Monteyne gaat nog even verder, en bewijst dat Sabbe moet gezien worden als een overgangsfiguur tussen zijn generatie en die van zijn opvolgers. Ik citeer: De overgang tussen het romantische verleden en die van het zakelijke heden. Zodoende is deze inleiding een bijna verplichte lektuur voor wie Sabbe beter wil begrijpen. Het is ook een nodige aanvulling op de loftuiting die in 1933 uitgegeven werd.

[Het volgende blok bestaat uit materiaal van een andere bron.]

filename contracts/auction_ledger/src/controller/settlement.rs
use marketplace::{
    error::MarketplaceResult,
    interfaces::NonFungibleTokenClient,
    math::safe_math::SafeMath,
};
use soroban_sdk::{ log, token, Address, Env };

use crate::storage::{
    get_escrow_balance,
    remove_active_auction,
    save_auction,
    save_escrow_balance,
    Auction,
    AuctionOutcome,
    Config,
};

/// Settles an auction past its end time.
///
/// With a winner the asset goes to the highest bidder and the escrowed bid to
/// the creator; without bids the asset goes back to the creator.
pub fn finalize(env: &Env, config: &Config, auction: &mut Auction) -> MarketplaceResult {
    auction.validate_finalize(env, env.ledger().timestamp())?;

    let ledger = env.current_contract_address();
    let nft = NonFungibleTokenClient::new(env, &auction.nft_contract);

    match auction.highest_bidder.clone() {
        Some(winner) => {
            let escrow = get_escrow_balance(env).safe_sub(auction.highest_bid, env)?;

            nft.transfer(&ledger, &winner, &auction.token_id);
            token::Client
                ::new(env, &config.bid_token)
                .transfer(&ledger, &auction.creator, &auction.highest_bid);

            save_escrow_balance(env, escrow);
            auction.close(AuctionOutcome::Sold);
        }
        None => {
            log!(env, "Auction Ledger: Finalize: auction {} closed without bids", auction.id);
            nft.transfer(&ledger, &auction.creator, &auction.token_id);
            auction.close(AuctionOutcome::Unsold);
        }
    }

    save_auction(env, auction);
    remove_active_auction(env, auction);

    Ok(())
}

/// Withdraws an auction that has not received any bid.
pub fn cancel(env: &Env, auction: &mut Auction, caller: &Address) -> MarketplaceResult {
    auction.validate_cancel(env, caller)?;

    NonFungibleTokenClient::new(env, &auction.nft_contract).transfer(
        &env.current_contract_address(),
        &auction.creator,
        &auction.token_id
    );
    auction.close(AuctionOutcome::Cancelled);

    save_auction(env, auction);
    remove_active_auction(env, auction);

    Ok(())
}
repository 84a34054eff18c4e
use soroban_sdk::{Address, Env, String, Symbol};

pub struct NftEvents {}

impl NftEvents {
    /// Emitted when the collection is initialized
    ///
    /// - topics - `["initialize", admin: Address]`
    /// - data - `[name: String, symbol: String]`
    pub fn initialize(env: &Env, admin: Address, name: String, symbol: String) {
        let topics = (Symbol::new(env, "initialize"), admin);
        env.events().publish(topics, (name, symbol));
    }

    /// Emitted when a token is minted
    ///
    /// - topics - `["mint", to: Address]`
    /// - data - `[token_id: u64, token_uri: String]`
    pub fn mint(env: &Env, to: Address, token_id: u64, token_uri: String) {
        let topics = (Symbol::new(env, "mint"), to);
        env.events().publish(topics, (token_id, token_uri));
    }

    /// Emitted when a token changes hands
    ///
    /// - topics - `["transfer", from: Address, to: Address]`
    /// - data - `token_id: u64`
    pub fn transfer(env: &Env, from: Address, to: Address, token_id: u64) {
        let topics = (Symbol::new(env, "transfer"), from, to);
        env.events().publish(topics, token_id);
    }

    /// Emitted when the single-token approval is set or cleared
    ///
    /// - topics - `["approve", owner: Address]`
    /// - data - `[token_id: u64, approved: Option<Address>]`
    pub fn approve(env: &Env, owner: Address, token_id: u64, approved: Option<Address>) {
        let topics = (Symbol::new(env, "approve"), owner);
        env.events().publish(topics, (token_id, approved));
    }

    /// Emitted when an operator is granted or denied control of all tokens of an owner
    ///
    /// - topics - `["approval_for_all", owner: Address, operator: Address]`
    /// - data - `approved: bool`
    pub fn approval_for_all(env: &Env, owner: Address, operator: Address, approved: bool) {
        let topics = (Symbol::new(env, "approval_for_all"), owner, operator);
        env.events().publish(topics, approved);
    }
}
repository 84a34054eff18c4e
use marketplace::{
    error::{ ErrorCode, MarketplaceResult },
    types::{ VerificationRecord, VerificationStatus },
    validate,
};
use soroban_sdk::{ log, Address, Env, String };

/// Moves a record into `Pending` for a new request.
pub fn open_request(
    env: &Env,
    record: &mut VerificationRecord,
    requester: &Address,
    now: u64
) -> MarketplaceResult {
    if !record.status.accepts_request() {
        let error_code = if record.is_verified() {
            ErrorCode::AlreadyVerified
        } else {
            ErrorCode::AlreadyPending
        };
        log!(
            env,
            "Verification Registry: Request: status {} does not accept a new request",
            record.status as u32
        );
        return Err(error_code);
    }

    record.requester = Some(requester.clone());
    record.status = VerificationStatus::Pending;
    record.reason = String::from_str(env, "");
    record.request_time = now;

    Ok(())
}

/// Settles a pending record with a verifier's verdict.
pub fn settle_request(
    env: &Env,
    record: &mut VerificationRecord,
    verdict: VerificationStatus,
    reason: String
) -> MarketplaceResult {
    validate!(
        env,
        record.status == VerificationStatus::Pending,
        ErrorCode::NotPending,
        "Verification Registry: Settle: no pending request"
    )?;

    record.status = match verdict {
        VerificationStatus::Verified | VerificationStatus::Rejected => verdict,
        VerificationStatus::NotRequested | VerificationStatus::Pending => {
            return Err(ErrorCode::InvalidConfig);
        }
    };
    record.reason = reason;

    Ok(())
}
pub mod bid;
pub mod listing;
pub mod settlement;
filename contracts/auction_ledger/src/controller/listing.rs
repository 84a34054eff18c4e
use marketplace::{
    constants::SECONDS_PER_MINUTE,
    error::{ ErrorCode, MarketplaceResult },
    interfaces::{ NonFungibleTokenClient, VerificationRegistryClient },
    math::safe_math::SafeMath,
    validate,
};
use soroban_sdk::{ Address, Env };

use crate::storage::{
    get_active_auction,
    next_auction_id,
    save_active_auction,
    save_auction,
    Auction,
    AuctionOutcome,
    Config,
};

/// Validates a new listing, moves the asset into escrow and stores the auction.
pub fn open_auction(
    env: &Env,
    config: &Config,
    creator: Address,
    nft_contract: Address,
    token_id: u64,
    start_price: i128,
    duration_minutes: u64
) -> MarketplaceResult<Auction> {
    validate!(
        env,
        start_price > 0,
        ErrorCode::InvalidPrice,
        "Auction Ledger: Create: start price must be positive"
    )?;
    validate!(
        env,
        config.accepts_duration(duration_minutes),
        ErrorCode::InvalidDuration,
        "Auction Ledger: Create: duration must be between {} and {} minutes",
        config.min_duration_minutes,
        config.max_duration_minutes
    )?;

    let registry = VerificationRegistryClient::new(env, &config.verification_registry);
    let nft = NonFungibleTokenClient::new(env, &nft_contract);
    validate!(
        env,
        registry.query_nft_contract() == nft_contract && nft.exists(&token_id),
        ErrorCode::InvalidAsset,
        "Auction Ledger: Create: token {} is not part of the verified collection",
        token_id
    )?;
    validate!(
        env,
        get_active_auction(env, &nft_contract, token_id).is_none(),
        ErrorCode::AssetAlreadyListed,
        "Auction Ledger: Create: token {} is already on auction",
        token_id
    )?;
    validate!(
        env,
        nft.owner_of(&token_id) == creator,
        ErrorCode::InvalidAsset,
        "Auction Ledger: Create: creator does not own token {}",
        token_id
    )?;
    validate!(
        env,
        registry.is_nft_verified(&token_id),
        ErrorCode::NotVerified,
        "Auction Ledger: Create: token {} is not verified",
        token_id
    )?;

    let ledger = env.current_contract_address();
    let approved =
        nft.get_approved(&token_id) == Some(ledger.clone()) ||
        nft.is_approved_for_all(&creator, &ledger);
    validate!(
        env,
        approved,
        ErrorCode::AssetNotApproved,
        "Auction Ledger: Create: ledger is not approved to escrow token {}",
        token_id
    )?;

    let now = env.ledger().timestamp();
    let end_time = now.safe_add(duration_minutes.safe_mul(SECONDS_PER_MINUTE, env)?, env)?;

    let auction = Auction {
        id: next_auction_id(env)?,
        creator: creator.clone(),
        nft_contract,
        token_id,
        start_price,
        start_time: now,
        end_time,
        highest_bid: 0,
        highest_bidder: None,
        ended: false,
        outcome: AuctionOutcome::Open,
    };

    nft.transfer_from(&ledger, &creator, &ledger, &token_id);

    save_auction(env, &auction);
    save_active_auction(env, &auction);

    Ok(auction)
}
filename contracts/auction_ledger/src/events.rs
use soroban_sdk::{ Address, Env, Symbol };

pub struct AuctionEvents {}

impl AuctionEvents {
    /// Emitted when the Auction Ledger is initialized
    ///
    /// - topics - `["initialize", admin: Address]`
    /// - data - `[verification_registry: Address, bid_token: Address]`
    pub fn initialize(env: &Env, admin: Address, verification_registry: Address, bid_token: Address) {
        let topics = (Symbol::new(env, "initialize"), admin);
        env.events().publish(topics, (verification_registry, bid_token));
    }

    /// - topics - `["config_updated", admin: Address]`
    /// - data - `[min_duration_minutes: u64, max_duration_minutes: u64]`
    pub fn config_updated(env: &Env, admin: Address, min_duration_minutes: u64, max_duration_minutes: u64) {
        let topics = (Symbol::new(env, "config_updated"), admin);
        env.events().publish(topics, (min_duration_minutes, max_duration_minutes));
    }

    /// Emitted when an asset is escrowed and its auction opens
    ///
    /// - topics - `["auction_created", creator: Address]`
    /// - data - `[auction_id: u64, nft_contract: Address, token_id: u64, start_price: i128, end_time: u64]`
    pub fn auction_created(
        env: &Env,
        creator: Address,
        auction_id: u64,
        nft_contract: Address,
        token_id: u64,
        start_price: i128,
        end_time: u64
    ) {
        let topics = (Symbol::new(env, "auction_created"), creator);
        env.events().publish(topics, (auction_id, nft_contract, token_id, start_price, end_time));
    }

    /// Emitted when a bid becomes the highest bid
    ///
    /// - topics - `["bid_placed", bidder: Address]`
    /// - data - `[auction_id: u64, amount: i128]`
    pub fn bid_placed(env: &Env, bidder: Address, auction_id: u64, amount: i128) {
        let topics = (Symbol::new(env, "bid_placed"), bidder);
        env.events().publish(topics, (auction_id, amount));
    }

    /// Emitted when an outbid bidder gets their escrowed bid back
    ///
    /// - topics - `["bid_refunded", bidder: Address]`
    /// - data - `[auction_id: u64, amount: i128]`
    pub fn bid_refunded(env: &Env, bidder: Address, auction_id: u64, amount: i128) {
        let topics = (Symbol::new(env, "bid_refunded"), bidder);
        env.events().publish(topics, (auction_id, amount));
    }

    /// Emitted when an auction past its end time is settled
    ///
    /// - topics - `["auction_finalized", auction_id: u64]`
    /// - data - `[winner: Option<Address>, amount: i128]`
    pub fn auction_finalized(env: &Env, auction_id: u64, winner: Option<Address>, amount: i128) {
        let topics = (Symbol::new(env, "auction_finalized"), auction_id);
        env.events().publish(topics, (winner, amount));
    }

    /// - topics - `["auction_cancelled", creator: Address]`
    /// - data - `auction_id: u64`
    pub fn auction_cancelled(env: &Env, creator: Address, auction_id: u64) {
        let topics = (Symbol::new(env, "auction_cancelled"), creator);
        env.events().publish(topics, auction_id);
    }
}
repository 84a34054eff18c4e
pub mod safe_math;
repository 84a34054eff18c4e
#![no_std]

mod contract;
mod controller;
mod events;
mod ledger;
mod storage;

pub use crate::contract::{AuctionLedger, AuctionLedgerClient};
pub use crate::storage::{Auction, AuctionOutcome, Config};
use soroban_sdk::contracterror;

#[contracterror]
#[derive(Copy, Clone, Debug, Eq, PartialEq, PartialOrd, Ord)]
#[repr(u32)]
pub enum NftError {
    AlreadyInitialized = 1,
    TokenNotFound = 2,
    NotOwner = 3,
    NotApproved = 4,
    SelfApproval = 5,
    NotInitialized = 6,
}
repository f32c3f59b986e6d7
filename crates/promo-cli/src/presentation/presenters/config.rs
use crate::presentation::view_models::ConfigViewModel;
use promo_runtime::Config;
use std::path::Path;

pub fn present_config(config: &Config, config_path: &Path) -> ConfigViewModel {
    ConfigViewModel {
        config_path: config_path.display().to_string(),
        exists: config_path.exists(),
        link_id: config.link_id.clone(),
        min_bid: config.pricing.min_bid,
        min_daily_bid: config.pricing.min_daily_bid,
        targeted_multiplier: config.pricing.targeted_multiplier,
        base_cpm: config.pricing.base_cpm,
        max_campaigns: config.limits.max_campaigns,
        base_url: config.backend.base_url.clone(),
        timeout_secs: config.backend.timeout_secs,
    }
}
//! Visual transitions as explicit step lists.
//!
//! Table operations update the model immediately and return a [`Transition`]
//! describing what the page has to do (fades, row insertion, moving the shared
//! form). A [`Surface`] applies the steps in order and receives a single
//! `done` once the last step has been applied.

use crate::Result;
use crate::form::FormMode;
use promo_types::CampaignId;
use serde::Serialize;
use tracing::debug;

#[derive(Debug, Clone, PartialEq, Eq, Serialize)]
#[serde(tag = "element", content = "id", rename_all = "snake_case")]
pub enum Element {
    Form,
    Table,
    Row(CampaignId),
    StagingRow,
    /// Per-row free control in the price cell.
    FreeControl(CampaignId),
    /// Errors rendered above the table.
    TableErrors,
    TooManyCampaignsError,
    NewCampaignButton,
    TargetingFields,
}

#[derive(Debug, Clone, PartialEq, Eq, Serialize)]
#[serde(tag = "step", rename_all = "snake_case")]
pub enum Step {
    FadeIn { target: Element },
    FadeOut { target: Element },
    Show { target: Element },
    Hide { target: Element },
    SlideDown { target: Element },
    SlideUp { target: Element },
    Enable { target: Element },
    Disable { target: Element },
    /// Take the shared form out of the page.
    DetachForm,
    /// Put the form back above the table.
    AttachFormAboveTable,
    /// New single-cell row directly below `after`.
    InsertStagingRow { after: CampaignId },
    AttachFormToStagingRow,
    RemoveStagingRow,
    /// Swap the create/save button.
    SetFormMode { mode: FormMode },
    InsertRow { id: CampaignId },
    RemoveRow { id: CampaignId },
    /// Rewrite visible cells and hidden fields, then rebuild controls.
    RefreshRow { id: CampaignId },
}

#[derive(Debug, Clone, Default, PartialEq, Eq, Serialize)]
pub struct Transition {
    steps: Vec<Step>,
}

impl Transition {
    pub fn new() -> Self {
        Self::default()
    }

    pub fn then(mut self, step: Step) -> Self {
        self.steps.push(step);
        self
    }

    pub fn push(&mut self, step: Step) {
        self.steps.push(step);
    }

    /// Append `next` so it starts after the last step of `self`.
    pub fn chain(mut self, next: Transition) -> Self {
        self.steps.extend(next.steps);
        self
    }

    pub fn steps(&self) -> &[Step] {
        &self.steps
    }

    pub fn is_empty(&self) -> bool {
        self.steps.is_empty()
    }

    pub fn len(&self) -> usize {
        self.steps.len()
    }
}

/// Whatever renders the table: a browser binding, a TUI, a log.
pub trait Surface {
    fn apply(&mut self, step: &Step) -> Result<()>;

    /// Called exactly once after every step has been applied.
    fn done(&mut self) {}
}

#[derive(Debug, Clone, Copy, PartialEq, Eq)]
pub struct Completed {
    pub steps: usize,
}

pub struct TransitionRunner;

impl TransitionRunner {
    /// Apply steps in order, stopping at the first failure.
    ///
    /// `done` fires only when the whole transition went through.
    pub fn run<S: Surface + ?Sized>(transition: &Transition, surface: &mut S) -> Result<Completed> {
        for step in transition.steps() {
            surface.apply(step)?;
        }
        surface.done();
        Ok(Completed {
            steps: transition.len(),
        })
    }
}

/// Surface that logs every step at debug level.
#[derive(Debug, Default)]
pub struct LogSurface {
    applied: usize,
}

impl LogSurface {
    pub fn applied(&self) -> usize {
        self.applied
    }
}

impl Surface for LogSurface {
    fn apply(&mut self, step: &Step) -> Result<()> {
        self.applied += 1;
        debug!(?step, "transition step");
        Ok(())
    }

    fn done(&mut self) {
        debug!(steps = self.applied, "transition done");
    }
}
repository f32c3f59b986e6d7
// NOTE: promo Architecture
//
// The CLI is a thin driver over promo-runtime:
// - Each command loads config.toml and the campaign board from the data dir
// - Form input goes through FormController exactly as the page would feed it
//   (dates, bid, targeting toggle), then the table applies the result
// - Transitions are played on a LogSurface, visible with --log-level debug
// - Backend calls go out through HttpBackend when backend.base_url is set,
//   otherwise they are logged and skipped

mod args;
mod commands;
mod context;
mod handlers;
pub mod presentation;
pub mod types;

pub use args::{CampaignCommand, Cli, Commands, ConfigCommand, DraftArgs};
pub use commands::run;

Monteyne heeft ook in 1918 reeds een werk over Maurits Sabbe geschreven: Sabbe en zijn werk. Hij kwam dus niet onbeslagen op het ijs. Als zijn woorden dan ook gezaghebbend willen zijn, moeten ze ook streng zijn. Het is niet goed alleen maar alle positieve kanten van een auteur op te noemen of te belichten. Ook de mindere eigenschappen, zoals in dit geval de afkeer om nieuwe evoluties te aanvaarden, mag men niet met de mantel der liefde bedekken. Een auteur kan maar begrepen worden als hij als mens volledig getekend wordt, en goed en minder goed gaan toch steeds hand in hand.
De tweede inleiding in dit boek, alvorens aan de bloemlezing te beginnen, is van de hand van Adr. Hegmans, en geschreven namens de uitgevende vereniging. Deze heeft de vorm gekregen van een meer klassieke hagiografie en is dus een stuk minder genunanceerd en ook dito op het vlak van belangwekkendheid. Aan het graf van de auteur gestaan, zou Hegmans een goede indruk gegeven hebben, als inleider op een bloemlezing is hij minder geslaagd.